È tutto bellissimo. Un nuovo sport, campi luccicanti, economia che gira, investimenti che rendono. E allora? 

Il punto sta proprio qui. Le grandi città, Milano su tutte, vivono oggi un grande problema sociopolitico, ramificato su due aspetti: gentrificazione totale e schiacciamento delle nuove generazioni. Il padel è esattamente questa cosa qui. Il padel è la rivincita, o meglio la vittoria dei boomer sui giovani. Giovani che giocano a pallone, che si smezzano il costo di un campetto riuscendo ancora a pagare quei 5, 6 euro a testa per un’ora di partita. Giovani che corrono e si ammazzano per una sfera.

Per ogni campo di padel nuovo e spazio tolto al calcio, al rugby, a qualsiasi altro sport. È l’infighettamento di quei campi marci, lerci, periferici e popolari che ancora rappresentano un buco di accessibilità economica di questa città.  È cementificazione, è rinuncia al senso dello sport più insito.

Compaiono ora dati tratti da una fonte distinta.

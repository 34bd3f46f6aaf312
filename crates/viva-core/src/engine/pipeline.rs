use crate::errors::{InterviewError, Result};
use crate::lifecycle::LifecycleManager;
use crate::model::{
    EvaluationState, InterviewSession, Response, ResponseOutcome, ResponseResult, RunSummary,
    SessionStatus,
};
use crate::providers::transcription::Transcriber;
use crate::scoring::{Scorer, Verdict};
use crate::storage::EntityStore;
use std::collections::HashSet;
use std::future::Future;
use std::sync::{Arc, Mutex, PoisonError};
use std::time::{Duration, Instant};
use tokio::sync::Semaphore;
use tokio::time::timeout;
use tokio_util::sync::CancellationToken;

#[derive(Debug, Clone)]
pub struct PipelinePolicy {
    pub parallel: usize,
    pub transcription_timeout: Duration,
    pub scoring_timeout: Duration,
}

impl Default for PipelinePolicy {
    fn default() -> Self {
        Self {
            parallel: 4,
            transcription_timeout: Duration::from_secs(300),
            scoring_timeout: Duration::from_secs(60),
        }
    }
}

/// Sessions with a batch currently fanned out.
#[derive(Clone, Default)]
struct InFlight(Arc<Mutex<HashSet<String>>>);

impl InFlight {
    fn claim(&self, session_id: &str) -> Result<Claim> {
        let mut active = self.0.lock().unwrap_or_else(PoisonError::into_inner);
        if !active.insert(session_id.to_string()) {
            return Err(InterviewError::EvaluationInProgress {
                session_id: session_id.to_string(),
            });
        }
        Ok(Claim {
            set: self.0.clone(),
            session_id: session_id.to_string(),
        })
    }
}

/// Released on drop, including when the run fails or its future is dropped.
struct Claim {
    set: Arc<Mutex<HashSet<String>>>,
    session_id: String,
}

impl Drop for Claim {
    fn drop(&mut self) {
        self.set
            .lock()
            .unwrap_or_else(PoisonError::into_inner)
            .remove(&self.session_id);
    }
}

/// Transcribes and scores every Response of a completed session, then moves
/// the session to `evaluated`.
///
/// At most one run per session is in flight across this pipeline and its
/// clones; an overlapping call fails with
/// [`InterviewError::EvaluationInProgress`] before any adapter call.
#[derive(Clone)]
pub struct EvaluationPipeline {
    store: Arc<dyn EntityStore>,
    lifecycle: LifecycleManager,
    transcriber: Arc<dyn Transcriber>,
    scorer: Scorer,
    policy: PipelinePolicy,
    in_flight: InFlight,
}

impl EvaluationPipeline {
    pub fn new(
        lifecycle: LifecycleManager,
        transcriber: Arc<dyn Transcriber>,
        scorer: Scorer,
        policy: PipelinePolicy,
    ) -> Self {
        Self {
            store: lifecycle.store().clone(),
            lifecycle,
            transcriber,
            scorer,
            policy,
            in_flight: InFlight::default(),
        }
    }

    pub async fn run_evaluation(&self, session_id: &str) -> Result<RunSummary> {
        self.run(session_id, CancellationToken::new()).await
    }

    /// Evaluates a `completed` session. Per-Response failures are folded into
    /// the summary; the session reaches `evaluated` once every Response has
    /// resolved. A run in which cancellation interrupted at least one Response
    /// skips the final transition.
    pub async fn run(&self, session_id: &str, cancel: CancellationToken) -> Result<RunSummary> {
        let _claim = self.in_flight.claim(session_id)?;
        let session = self.load_ready(session_id, SessionStatus::Completed)?;
        let summary = self.process_batch(&session, &cancel).await?;
        self.finalize(session_id)?;
        tracing::info!(
            event = "viva.eval.finished",
            session_id = %session_id,
            attempted = summary.attempted,
            succeeded = summary.succeeded,
            failed = summary.failed,
            skipped = summary.skipped,
        );
        Ok(summary)
    }

    /// Reprocesses the unresolved Responses of an already `evaluated`
    /// session. The session status is left alone.
    pub async fn retry_unresolved(
        &self,
        session_id: &str,
        cancel: CancellationToken,
    ) -> Result<RunSummary> {
        let _claim = self.in_flight.claim(session_id)?;
        let session = self.load_ready(session_id, SessionStatus::Evaluated)?;
        let summary = self.process_batch(&session, &cancel).await?;
        tracing::info!(
            event = "viva.eval.retry_finished",
            session_id = %session_id,
            attempted = summary.attempted,
            succeeded = summary.succeeded,
            failed = summary.failed,
        );
        Ok(summary)
    }

    fn load_ready(&self, session_id: &str, required: SessionStatus) -> Result<InterviewSession> {
        let session = self
            .store
            .find_session(session_id)?
            .ok_or_else(|| InterviewError::not_found("session", session_id))?;
        if session.status != required {
            return Err(InterviewError::SessionNotReady {
                session_id: session_id.to_string(),
                status: session.status,
            });
        }
        Ok(session)
    }

    async fn process_batch(
        &self,
        session: &InterviewSession,
        cancel: &CancellationToken,
    ) -> Result<RunSummary> {
        let responses = self.store.find_responses(&session.id)?;
        if responses.is_empty() {
            return Err(InterviewError::NoResponses {
                session_id: session.id.clone(),
            });
        }

        tracing::info!(
            event = "viva.eval.started",
            session_id = %session.id,
            responses = responses.len(),
            parallel = self.policy.parallel,
            scorer = self.scorer.provider_name(),
            transcriber = self.transcriber.engine_name(),
        );

        let sem = Arc::new(Semaphore::new(self.policy.parallel.max(1)));
        let mut handles = Vec::with_capacity(responses.len());

        for response in responses {
            let response_id = response.id.clone();
            let this = self.clone();
            let sem = sem.clone();
            let cancel = cancel.clone();
            let h = tokio::spawn(async move {
                let _permit = tokio::select! {
                    biased;
                    _ = cancel.cancelled() => return None,
                    permit = sem.acquire_owned() => match permit {
                        Ok(p) => p,
                        Err(e) => return Some(ResponseOutcome::Failed { reason: e.to_string() }),
                    },
                };
                this.evaluate_response(response, &cancel).await
            });
            handles.push((response_id, h));
        }

        // Barrier: every chain resolves before anything else touches the session.
        let mut results = Vec::with_capacity(handles.len());
        let mut interrupted = 0usize;
        for (response_id, h) in handles {
            let outcome = match h.await {
                Ok(Some(outcome)) => outcome,
                Ok(None) => {
                    interrupted += 1;
                    continue;
                }
                Err(e) => ResponseOutcome::Failed {
                    reason: format!("task error: {}", e),
                },
            };
            results.push(ResponseResult {
                response_id,
                outcome,
            });
        }

        // A cancel that lands after every chain resolved interrupted nothing.
        if interrupted > 0 {
            tracing::warn!(
                event = "viva.eval.cancelled",
                session_id = %session.id,
                interrupted,
            );
            return Err(InterviewError::Cancelled);
        }

        Ok(RunSummary::from_results(&session.id, results))
    }

    /// `None` when cancellation interrupted the chain.
    async fn evaluate_response(
        &self,
        response: Response,
        cancel: &CancellationToken,
    ) -> Option<ResponseOutcome> {
        if response.evaluation.is_evaluated() {
            return Some(ResponseOutcome::AlreadyEvaluated);
        }

        let start = Instant::now();
        let outcome = match self.evaluate_pending(&response, cancel).await {
            Ok(outcome) => outcome,
            Err(InterviewError::Cancelled) => return None,
            Err(e) => ResponseOutcome::Failed {
                reason: e.to_string(),
            },
        };

        match &outcome {
            ResponseOutcome::Failed { reason } => tracing::warn!(
                event = "viva.eval.response_failed",
                response_id = %response.id,
                session_id = %response.session_id,
                reason = %reason,
            ),
            ResponseOutcome::Unresolved { reason } => tracing::warn!(
                event = "viva.eval.response_unresolved",
                response_id = %response.id,
                session_id = %response.session_id,
                reason = %reason,
            ),
            ResponseOutcome::Evaluated { score } => tracing::debug!(
                event = "viva.eval.response_evaluated",
                response_id = %response.id,
                score = score.get(),
                duration_ms = start.elapsed().as_millis() as u64,
            ),
            _ => {}
        }
        Some(outcome)
    }

    async fn evaluate_pending(
        &self,
        response: &Response,
        cancel: &CancellationToken,
    ) -> Result<ResponseOutcome> {
        let Some(question) = self.store.find_question(&response.question_id)? else {
            tracing::warn!(
                event = "viva.eval.question_missing",
                response_id = %response.id,
                question_id = %response.question_id,
            );
            return Ok(ResponseOutcome::MissingQuestion {
                question_id: response.question_id.clone(),
            });
        };

        // A transcript kept from an earlier unresolved run is reused.
        let (transcript, stored) = match &response.evaluation {
            EvaluationState::Transcribed { transcription } => (transcription.clone(), true),
            _ => {
                let text = bounded(
                    "transcription",
                    self.policy.transcription_timeout,
                    cancel,
                    self.transcriber.transcribe(&response.audio_path),
                )
                .await?;
                (text, false)
            }
        };

        let verdict = bounded(
            "scoring",
            self.policy.scoring_timeout,
            cancel,
            self.scorer.score(&question.text, &transcript),
        )
        .await?;

        match verdict {
            Verdict::Scored {
                score,
                justification,
            } => {
                let state = EvaluationState::Evaluated {
                    transcription: transcript,
                    score,
                    justification,
                };
                self.store.update_response_evaluation(&response.id, &state)?;
                Ok(ResponseOutcome::Evaluated { score })
            }
            Verdict::Unresolved { reason } => {
                if !stored {
                    let state = EvaluationState::Transcribed {
                        transcription: transcript,
                    };
                    self.store.update_response_evaluation(&response.id, &state)?;
                }
                Ok(ResponseOutcome::Unresolved { reason })
            }
        }
    }

    /// `completed -> evaluated`, with one re-read and retry if another writer
    /// got in between.
    fn finalize(&self, session_id: &str) -> Result<()> {
        match self.lifecycle.mark_evaluated(session_id) {
            Err(InterviewError::Conflict { .. }) => {
                let current = self
                    .store
                    .find_session(session_id)?
                    .ok_or_else(|| InterviewError::not_found("session", session_id))?;
                tracing::warn!(
                    event = "viva.eval.finalize_conflict",
                    session_id = %session_id,
                    observed = %current.status,
                );
                self.lifecycle.mark_evaluated(session_id)
            }
            other => other,
        }
    }
}

async fn bounded<T, F>(
    operation: &'static str,
    limit: Duration,
    cancel: &CancellationToken,
    fut: F,
) -> Result<T>
where
    F: Future<Output = Result<T>>,
{
    tokio::select! {
        biased;
        _ = cancel.cancelled() => Err(InterviewError::Cancelled),
        r = timeout(limit, fut) => match r {
            Ok(r) => r,
            Err(_) => Err(InterviewError::Timeout {
                operation,
                after_ms: limit.as_millis() as u64,
            }),
        },
    }
}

A scanso di fraintendimenti: la diffusione di nuovi sport è una cosa bellissima, soprattutto se mettono in discussione il monopolio del calcio. Il problema è che il padel è troppo conveniente. I campi sportivi rientrano subito dell’investimento, la manutenzione è bassissima, il costo del campo alto e la domanda altissima. 

A tutto questo aggiungiamo i costi dell’energia e delle bollette per i campi sportivi, che ancora devono riprendersi da anni di stop per la pandemia. Qualsiasi concessionaria sportiva con spirito per gli affari non dovrebbe rinunciare all’investimento sui campi da padel.

Il danno sociale, però potrebbe essere molto più alto di quello che ci si possa aspettare.

Che piaccia o meno il calcio è lo sport più popolare del mondo perché ti basta una palla e qualche amico. Niente strumenti, niente arbitri, niente campi particolarmente attrezzati. È il suo bello. Ma al calcio e alle migliaia di ragazzi (e ultimamente e finalmente anche molte ragazze) che lo praticano serve lo spazio. 

E il padel, e i boomer, se lo stanno prendendo tutto.